Stored data entries
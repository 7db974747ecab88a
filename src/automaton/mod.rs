//! The abstract automaton core: trait bundle and generic algorithms.
//!
//! An automaton kind is described by a bundle of three associated types —
//! state, transition, configuration — tied together by the [`Automaton`]
//! trait. The engine treats states and symbols as opaque values (anything
//! `Clone + Eq + Hash + Debug`); all structure lives in the transition
//! table and in the model-specific acceptance and halting predicates.
//!
//! Generic algorithms operate over the bundle: [`reachable_states`] walks
//! the transition graph, [`applicable_transitions`] filters a
//! configuration's outgoing transitions, and the execution engines
//! ([`Executor`], [`AutomatonStepper`]) decide acceptance.

mod determinacy;
mod executor;
mod stepper;

pub use determinacy::{DeterminacyFault, DeterminacyReason};
pub use executor::Executor;
pub use stepper::AutomatonStepper;

use indexmap::IndexSet;
use std::fmt::Debug;
use std::hash::Hash;

/// Bound bundle for state values: opaque, equality- and hash-comparable.
pub trait StateId: Clone + Eq + Hash + Debug {}
impl<T: Clone + Eq + Hash + Debug> StateId for T {}

/// Bound bundle for alphabet symbols.
pub trait SymbolId: Clone + Eq + Hash + Debug {}
impl<T: Clone + Eq + Hash + Debug> SymbolId for T {}

/// A snapshot of a run: at minimum a current state; concrete models add the
/// input word, the read position, and (for pushdown automata) a stack.
pub trait Configuration: Clone + Eq + Hash {
    /// State type of the owning automaton.
    type State: StateId;

    /// The current state.
    fn state(&self) -> &Self::State;

    /// Whether any of the input word remains unread.
    fn has_remaining_input(&self) -> bool;
}

/// A transition: a capability to move from one configuration to a successor.
///
/// Applicability is a predicate over the configuration only; it must not
/// inspect the source state, because the transition table already guarantees
/// a transition is only ever consulted from its registered source.
pub trait Transition {
    /// Configuration type this transition operates on.
    type Config: Configuration;

    /// Whether this transition can fire from `config`.
    fn is_applicable(&self, config: &Self::Config) -> bool;

    /// Fire the transition, producing the successor configuration.
    ///
    /// Only meaningful when [`Transition::is_applicable`] holds.
    fn fire(&self, config: &Self::Config) -> Self::Config;

    /// Whether firing consumes no input.
    fn is_epsilon(&self) -> bool;

    /// The destination state.
    fn target(&self) -> &<Self::Config as Configuration>::State;
}

/// State type of an automaton, extracted from its configuration type.
pub type StateOf<M> = <<M as Automaton>::Config as Configuration>::State;

/// The abstract automaton: state set, alphabet, initial states, transition
/// table, and the model-specific acceptance/halting predicates.
///
/// Implementations are immutable value objects; the transition table never
/// changes after construction, which is what lets the engines treat
/// transition lookups as pure.
pub trait Automaton {
    /// Input symbol type.
    type Symbol: SymbolId;
    /// Configuration type.
    type Config: Configuration;
    /// Transition type.
    type Transition: Transition<Config = Self::Config>;

    /// The full state set.
    fn states(&self) -> &IndexSet<StateOf<Self>>;

    /// The initial-state subset. Invariant: a subset of [`Automaton::states`].
    fn initial_states(&self) -> &IndexSet<StateOf<Self>>;

    /// Outgoing transitions of `state` (empty for unknown states).
    fn transitions_from(&self, state: &StateOf<Self>) -> &[Self::Transition];

    /// The configurations a run of `word` starts from, one per initial
    /// state.
    fn initial_configurations(&self, word: &[Self::Symbol]) -> Vec<Self::Config>;

    /// Whether `config` is accepting (model-specific; includes the
    /// end-of-input condition).
    fn is_accepting(&self, config: &Self::Config) -> bool;

    /// Whether `config` is halting: the run cannot or need not continue
    /// from it (for finite automata: no remaining input).
    fn is_halting(&self, config: &Self::Config) -> bool;
}

/// The transitions of `config`'s state that can fire from `config`.
pub fn applicable_transitions<'a, M: Automaton>(
    automaton: &'a M,
    config: &M::Config,
) -> Vec<&'a M::Transition> {
    automaton
        .transitions_from(config.state())
        .iter()
        .filter(|transition| transition.is_applicable(config))
        .collect()
}

/// The states reachable from the initial states across the transition
/// graph, ignoring applicability (a structural walk, not a run).
///
/// Short-circuits as soon as every state has been marked reachable.
pub fn reachable_states<M: Automaton>(automaton: &M) -> IndexSet<StateOf<M>> {
    let total = automaton.states().len();
    let mut reachable: IndexSet<StateOf<M>> = automaton.initial_states().clone();
    let mut queue: std::collections::VecDeque<StateOf<M>> =
        reachable.iter().cloned().collect();

    while let Some(state) = queue.pop_front() {
        if reachable.len() == total {
            break;
        }
        for transition in automaton.transitions_from(&state) {
            let target = transition.target().clone();
            if reachable.insert(target.clone()) {
                queue.push_back(target);
            }
        }
    }
    reachable
}
//! Equivalence-preserving PDA conversions.
//!
//! Every conversion implements [`Conversion`](crate::conversion::Conversion)
//! and preserves the recognized language. Stages that generate states or
//! stack symbols operate on [`MaybeFresh`](crate::fresh::MaybeFresh)-labeled
//! automata (enter via [`Pda::labeled`](crate::pda::Pda::labeled)) and draw
//! identifiers from a shared seeded allocator, so arbitrary stage chains
//! compose without collisions.

mod acceptance;
mod single_initial;
mod stack_writes;
mod wildcard;

pub use acceptance::{AcceptingStatesToEmptyStack, EmptyStackToAcceptingStates};
pub use single_initial::PdaSingleInitialState;
pub use stack_writes::StackWriteLimit;
pub use wildcard::WildcardElimination;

- [WORK TO COMPLETE]: From the data above, reproduce word for word the lines running from the line with "Whether this transition" to the line with "The initial-state subset.", ends included.

- [EXERCISE RESPONSE]:
    /// Whether this transition can fire from `config`.
    fn is_applicable(&self, config: &Self::Config) -> bool;

    /// Fire the transition, producing the successor configuration.
    ///
    /// Only meaningful when [`Transition::is_applicable`] holds.
    fn fire(&self, config: &Self::Config) -> Self::Config;

    /// Whether firing consumes no input.
    fn is_epsilon(&self) -> bool;

    /// The destination state.
    fn target(&self) -> &<Self::Config as Configuration>::State;
}

/// State type of an automaton, extracted from its configuration type.
pub type StateOf<M> = <<M as Automaton>::Config as Configuration>::State;

/// The abstract automaton: state set, alphabet, initial states, transition
/// table, and the model-specific acceptance/halting predicates.
///
/// Implementations are immutable value objects; the transition table never
/// changes after construction, which is what lets the engines treat
/// transition lookups as pure.
pub trait Automaton {
    /// Input symbol type.
    type Symbol: SymbolId;
    /// Configuration type.
    type Config: Configuration;
    /// Transition type.
    type Transition: Transition<Config = Self::Config>;

    /// The full state set.
    fn states(&self) -> &IndexSet<StateOf<Self>>;

    /// The initial-state subset. Invariant: a subset of [`Automaton::states`].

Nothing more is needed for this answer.